* _INPUT DATA_
>>>

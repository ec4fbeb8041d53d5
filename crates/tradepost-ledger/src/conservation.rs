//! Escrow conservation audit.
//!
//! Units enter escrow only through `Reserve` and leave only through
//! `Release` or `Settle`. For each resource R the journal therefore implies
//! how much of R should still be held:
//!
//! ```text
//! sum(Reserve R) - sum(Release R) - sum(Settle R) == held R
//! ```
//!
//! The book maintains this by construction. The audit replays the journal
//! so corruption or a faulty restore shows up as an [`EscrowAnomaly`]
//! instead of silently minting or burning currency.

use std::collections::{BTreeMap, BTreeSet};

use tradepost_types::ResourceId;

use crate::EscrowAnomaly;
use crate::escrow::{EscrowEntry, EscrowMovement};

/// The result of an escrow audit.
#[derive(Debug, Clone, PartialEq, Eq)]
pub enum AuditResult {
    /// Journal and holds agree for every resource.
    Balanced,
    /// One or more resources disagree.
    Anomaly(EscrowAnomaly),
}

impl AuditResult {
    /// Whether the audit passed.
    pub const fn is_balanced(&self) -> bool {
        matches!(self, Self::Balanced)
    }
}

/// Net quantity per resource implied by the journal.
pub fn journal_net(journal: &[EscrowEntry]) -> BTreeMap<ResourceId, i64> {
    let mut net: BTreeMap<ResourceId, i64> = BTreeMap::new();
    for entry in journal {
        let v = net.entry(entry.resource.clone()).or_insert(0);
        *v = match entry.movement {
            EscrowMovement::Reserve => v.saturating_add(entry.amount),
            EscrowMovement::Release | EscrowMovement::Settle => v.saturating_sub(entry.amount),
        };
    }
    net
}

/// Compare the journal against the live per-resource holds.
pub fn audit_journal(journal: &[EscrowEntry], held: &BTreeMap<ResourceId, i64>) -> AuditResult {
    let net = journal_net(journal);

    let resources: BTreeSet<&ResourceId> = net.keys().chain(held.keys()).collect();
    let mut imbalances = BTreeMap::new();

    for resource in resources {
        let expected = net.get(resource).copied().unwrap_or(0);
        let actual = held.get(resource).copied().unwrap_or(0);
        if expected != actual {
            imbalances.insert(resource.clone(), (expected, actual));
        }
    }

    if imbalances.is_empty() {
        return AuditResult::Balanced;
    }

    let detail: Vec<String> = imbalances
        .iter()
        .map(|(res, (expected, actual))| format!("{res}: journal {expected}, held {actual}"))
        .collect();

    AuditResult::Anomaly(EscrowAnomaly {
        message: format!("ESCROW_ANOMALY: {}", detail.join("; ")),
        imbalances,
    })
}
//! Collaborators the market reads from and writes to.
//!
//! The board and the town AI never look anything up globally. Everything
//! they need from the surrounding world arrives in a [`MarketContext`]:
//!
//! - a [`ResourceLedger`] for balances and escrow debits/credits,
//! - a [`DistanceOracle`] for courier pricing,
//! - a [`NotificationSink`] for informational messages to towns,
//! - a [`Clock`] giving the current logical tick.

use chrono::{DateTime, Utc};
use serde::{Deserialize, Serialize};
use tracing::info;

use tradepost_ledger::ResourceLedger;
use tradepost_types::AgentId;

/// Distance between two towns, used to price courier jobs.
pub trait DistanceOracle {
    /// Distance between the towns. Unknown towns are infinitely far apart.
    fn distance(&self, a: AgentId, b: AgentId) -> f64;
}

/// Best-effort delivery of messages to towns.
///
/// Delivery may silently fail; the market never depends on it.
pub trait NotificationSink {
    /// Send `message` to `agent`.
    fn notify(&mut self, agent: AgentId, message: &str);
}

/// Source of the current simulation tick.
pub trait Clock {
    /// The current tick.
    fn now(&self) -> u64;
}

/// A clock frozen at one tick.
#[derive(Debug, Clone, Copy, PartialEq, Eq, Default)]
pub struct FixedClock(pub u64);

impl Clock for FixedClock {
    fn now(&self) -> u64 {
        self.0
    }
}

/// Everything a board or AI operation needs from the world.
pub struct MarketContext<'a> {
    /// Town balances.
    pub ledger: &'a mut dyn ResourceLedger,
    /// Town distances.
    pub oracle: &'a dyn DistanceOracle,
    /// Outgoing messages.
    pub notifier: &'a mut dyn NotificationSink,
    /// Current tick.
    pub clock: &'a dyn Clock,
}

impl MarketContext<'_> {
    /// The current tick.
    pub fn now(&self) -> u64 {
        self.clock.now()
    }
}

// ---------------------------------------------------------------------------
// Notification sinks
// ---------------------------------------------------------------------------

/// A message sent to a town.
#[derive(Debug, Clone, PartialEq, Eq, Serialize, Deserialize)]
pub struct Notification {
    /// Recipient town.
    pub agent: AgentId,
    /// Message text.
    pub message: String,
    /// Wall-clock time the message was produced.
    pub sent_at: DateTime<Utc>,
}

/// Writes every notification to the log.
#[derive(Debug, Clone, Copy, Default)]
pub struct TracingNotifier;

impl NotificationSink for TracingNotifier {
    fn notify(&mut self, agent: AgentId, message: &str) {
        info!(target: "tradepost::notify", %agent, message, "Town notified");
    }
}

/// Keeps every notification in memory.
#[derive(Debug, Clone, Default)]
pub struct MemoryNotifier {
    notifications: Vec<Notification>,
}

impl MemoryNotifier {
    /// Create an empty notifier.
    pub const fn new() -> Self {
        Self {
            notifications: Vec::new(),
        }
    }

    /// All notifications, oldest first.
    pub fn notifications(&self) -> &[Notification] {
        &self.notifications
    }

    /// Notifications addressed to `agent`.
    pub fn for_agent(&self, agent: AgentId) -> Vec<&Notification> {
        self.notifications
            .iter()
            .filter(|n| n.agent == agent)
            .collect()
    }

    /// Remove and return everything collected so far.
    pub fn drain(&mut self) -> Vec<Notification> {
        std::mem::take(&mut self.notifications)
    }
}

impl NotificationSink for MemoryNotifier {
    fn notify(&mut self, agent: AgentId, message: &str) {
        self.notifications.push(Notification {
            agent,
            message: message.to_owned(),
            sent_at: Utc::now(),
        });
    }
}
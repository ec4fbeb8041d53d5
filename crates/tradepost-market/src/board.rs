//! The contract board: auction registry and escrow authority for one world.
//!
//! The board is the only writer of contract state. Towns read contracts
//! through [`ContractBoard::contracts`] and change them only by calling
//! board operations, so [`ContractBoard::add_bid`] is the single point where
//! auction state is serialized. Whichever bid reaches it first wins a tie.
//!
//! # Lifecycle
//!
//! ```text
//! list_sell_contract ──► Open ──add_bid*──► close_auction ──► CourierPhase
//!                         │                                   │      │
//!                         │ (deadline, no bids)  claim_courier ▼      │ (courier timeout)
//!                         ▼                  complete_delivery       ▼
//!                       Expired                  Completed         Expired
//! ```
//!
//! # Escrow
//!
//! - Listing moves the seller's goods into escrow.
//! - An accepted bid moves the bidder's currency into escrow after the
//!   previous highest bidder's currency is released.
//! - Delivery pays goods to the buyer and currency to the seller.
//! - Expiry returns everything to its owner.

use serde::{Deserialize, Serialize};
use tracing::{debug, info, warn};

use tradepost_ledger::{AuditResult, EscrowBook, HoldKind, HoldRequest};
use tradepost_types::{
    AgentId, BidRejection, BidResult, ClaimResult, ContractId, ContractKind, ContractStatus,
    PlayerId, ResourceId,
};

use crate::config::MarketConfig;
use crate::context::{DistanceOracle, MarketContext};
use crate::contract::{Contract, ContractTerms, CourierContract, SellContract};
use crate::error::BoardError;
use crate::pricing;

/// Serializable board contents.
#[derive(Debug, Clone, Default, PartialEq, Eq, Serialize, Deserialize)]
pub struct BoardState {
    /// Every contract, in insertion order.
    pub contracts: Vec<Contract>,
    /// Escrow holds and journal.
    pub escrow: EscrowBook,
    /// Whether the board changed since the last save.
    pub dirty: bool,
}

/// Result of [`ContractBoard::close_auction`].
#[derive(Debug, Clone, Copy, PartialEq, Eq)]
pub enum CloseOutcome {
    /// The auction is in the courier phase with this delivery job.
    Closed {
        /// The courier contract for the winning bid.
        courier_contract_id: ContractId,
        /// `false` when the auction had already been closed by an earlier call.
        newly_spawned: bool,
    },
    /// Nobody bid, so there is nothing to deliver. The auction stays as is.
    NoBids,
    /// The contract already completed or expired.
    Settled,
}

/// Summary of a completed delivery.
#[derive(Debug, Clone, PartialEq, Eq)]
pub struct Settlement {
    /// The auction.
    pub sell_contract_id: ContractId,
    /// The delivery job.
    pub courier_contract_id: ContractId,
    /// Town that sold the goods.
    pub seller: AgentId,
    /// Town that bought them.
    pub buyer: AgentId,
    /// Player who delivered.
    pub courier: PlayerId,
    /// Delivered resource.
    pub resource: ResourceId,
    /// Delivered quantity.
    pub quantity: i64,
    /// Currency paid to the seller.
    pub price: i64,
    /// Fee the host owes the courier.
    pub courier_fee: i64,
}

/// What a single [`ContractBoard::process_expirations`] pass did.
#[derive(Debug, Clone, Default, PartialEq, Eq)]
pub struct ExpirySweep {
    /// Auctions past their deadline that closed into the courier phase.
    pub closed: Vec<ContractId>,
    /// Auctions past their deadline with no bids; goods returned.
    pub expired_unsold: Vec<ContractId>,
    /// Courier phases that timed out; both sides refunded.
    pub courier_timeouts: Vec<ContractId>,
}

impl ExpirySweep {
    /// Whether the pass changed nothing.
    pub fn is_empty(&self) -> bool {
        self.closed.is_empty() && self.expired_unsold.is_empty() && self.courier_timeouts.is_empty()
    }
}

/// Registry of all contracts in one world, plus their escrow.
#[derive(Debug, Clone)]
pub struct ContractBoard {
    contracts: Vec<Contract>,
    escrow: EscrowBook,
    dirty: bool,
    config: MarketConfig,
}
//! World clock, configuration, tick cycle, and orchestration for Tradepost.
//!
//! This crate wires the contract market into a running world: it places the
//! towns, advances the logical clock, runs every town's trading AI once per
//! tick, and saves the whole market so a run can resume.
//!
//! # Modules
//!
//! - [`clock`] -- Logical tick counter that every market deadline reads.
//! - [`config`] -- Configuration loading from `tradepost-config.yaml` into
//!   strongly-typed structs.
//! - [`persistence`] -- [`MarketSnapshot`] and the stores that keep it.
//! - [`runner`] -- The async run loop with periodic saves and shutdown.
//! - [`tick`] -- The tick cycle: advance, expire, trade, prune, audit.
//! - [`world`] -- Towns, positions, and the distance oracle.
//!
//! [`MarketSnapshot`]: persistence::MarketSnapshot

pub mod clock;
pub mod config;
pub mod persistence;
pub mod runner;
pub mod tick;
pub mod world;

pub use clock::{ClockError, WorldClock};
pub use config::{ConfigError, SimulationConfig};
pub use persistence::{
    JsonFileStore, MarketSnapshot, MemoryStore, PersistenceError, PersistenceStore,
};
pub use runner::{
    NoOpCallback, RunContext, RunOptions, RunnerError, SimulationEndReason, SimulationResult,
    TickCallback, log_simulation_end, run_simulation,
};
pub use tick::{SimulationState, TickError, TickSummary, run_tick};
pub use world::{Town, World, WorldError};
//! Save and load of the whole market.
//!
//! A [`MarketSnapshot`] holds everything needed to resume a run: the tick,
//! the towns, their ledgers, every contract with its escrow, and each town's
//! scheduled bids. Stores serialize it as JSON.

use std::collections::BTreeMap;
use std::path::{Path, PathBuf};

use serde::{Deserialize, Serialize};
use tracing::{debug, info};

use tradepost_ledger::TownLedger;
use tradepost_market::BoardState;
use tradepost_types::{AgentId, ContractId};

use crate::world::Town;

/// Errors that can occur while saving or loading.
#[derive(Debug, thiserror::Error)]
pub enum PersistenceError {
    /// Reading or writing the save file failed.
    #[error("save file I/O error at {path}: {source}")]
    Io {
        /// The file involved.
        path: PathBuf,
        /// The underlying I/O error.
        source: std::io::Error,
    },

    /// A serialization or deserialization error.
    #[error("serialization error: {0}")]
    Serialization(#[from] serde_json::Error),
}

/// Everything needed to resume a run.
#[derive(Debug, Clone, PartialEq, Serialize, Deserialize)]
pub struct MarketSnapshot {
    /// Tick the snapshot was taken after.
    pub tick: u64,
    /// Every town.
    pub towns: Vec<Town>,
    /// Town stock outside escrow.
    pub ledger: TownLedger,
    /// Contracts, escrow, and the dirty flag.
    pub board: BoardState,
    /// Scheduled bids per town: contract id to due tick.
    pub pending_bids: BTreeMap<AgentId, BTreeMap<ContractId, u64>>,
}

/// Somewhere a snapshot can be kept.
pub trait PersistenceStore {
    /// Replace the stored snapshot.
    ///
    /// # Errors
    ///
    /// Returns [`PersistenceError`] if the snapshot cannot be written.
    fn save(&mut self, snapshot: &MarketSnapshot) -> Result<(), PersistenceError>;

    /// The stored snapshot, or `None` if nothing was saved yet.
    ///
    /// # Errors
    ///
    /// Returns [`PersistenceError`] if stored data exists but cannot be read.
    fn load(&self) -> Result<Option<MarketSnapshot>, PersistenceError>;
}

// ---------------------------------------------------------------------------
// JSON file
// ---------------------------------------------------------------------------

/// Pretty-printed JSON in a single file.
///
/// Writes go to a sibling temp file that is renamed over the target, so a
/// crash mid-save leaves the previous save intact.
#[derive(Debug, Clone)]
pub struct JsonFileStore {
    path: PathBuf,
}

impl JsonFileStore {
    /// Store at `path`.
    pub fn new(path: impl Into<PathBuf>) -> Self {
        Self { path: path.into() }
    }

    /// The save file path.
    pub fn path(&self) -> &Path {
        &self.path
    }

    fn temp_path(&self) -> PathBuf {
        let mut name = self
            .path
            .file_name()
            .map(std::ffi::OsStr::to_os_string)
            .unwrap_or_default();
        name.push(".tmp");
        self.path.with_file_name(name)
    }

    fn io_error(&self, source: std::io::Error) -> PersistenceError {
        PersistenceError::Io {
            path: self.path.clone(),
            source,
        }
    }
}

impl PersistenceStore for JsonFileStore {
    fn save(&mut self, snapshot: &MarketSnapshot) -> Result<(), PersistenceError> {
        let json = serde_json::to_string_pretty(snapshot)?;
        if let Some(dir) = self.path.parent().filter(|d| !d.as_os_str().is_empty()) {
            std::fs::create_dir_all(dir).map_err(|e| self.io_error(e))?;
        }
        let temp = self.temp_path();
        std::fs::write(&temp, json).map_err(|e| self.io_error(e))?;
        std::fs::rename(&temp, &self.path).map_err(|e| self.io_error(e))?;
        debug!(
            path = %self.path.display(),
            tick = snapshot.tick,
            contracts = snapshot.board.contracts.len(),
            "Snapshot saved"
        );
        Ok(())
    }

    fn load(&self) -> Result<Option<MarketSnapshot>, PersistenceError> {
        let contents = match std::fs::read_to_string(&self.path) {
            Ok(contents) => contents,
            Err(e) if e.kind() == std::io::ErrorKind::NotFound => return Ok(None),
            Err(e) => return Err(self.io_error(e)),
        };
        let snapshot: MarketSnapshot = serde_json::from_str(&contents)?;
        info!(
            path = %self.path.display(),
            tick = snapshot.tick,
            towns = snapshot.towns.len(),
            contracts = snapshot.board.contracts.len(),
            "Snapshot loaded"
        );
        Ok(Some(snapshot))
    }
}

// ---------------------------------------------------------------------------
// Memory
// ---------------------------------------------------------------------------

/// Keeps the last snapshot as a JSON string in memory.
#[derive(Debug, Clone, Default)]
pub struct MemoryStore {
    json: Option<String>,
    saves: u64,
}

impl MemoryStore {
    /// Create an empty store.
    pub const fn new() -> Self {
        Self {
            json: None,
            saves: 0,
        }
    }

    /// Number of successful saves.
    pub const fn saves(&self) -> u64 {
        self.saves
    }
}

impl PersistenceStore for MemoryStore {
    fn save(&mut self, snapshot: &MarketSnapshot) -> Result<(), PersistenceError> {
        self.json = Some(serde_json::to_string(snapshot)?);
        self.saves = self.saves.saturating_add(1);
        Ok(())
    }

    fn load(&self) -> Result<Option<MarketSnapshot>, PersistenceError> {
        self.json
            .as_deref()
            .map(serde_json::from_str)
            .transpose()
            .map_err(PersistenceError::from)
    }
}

<<<

* _PROBLEM DETAILS_
If a line in the data holds the word "that", count it, then state the total alone.

* _COMPLETED EXERCISE_
8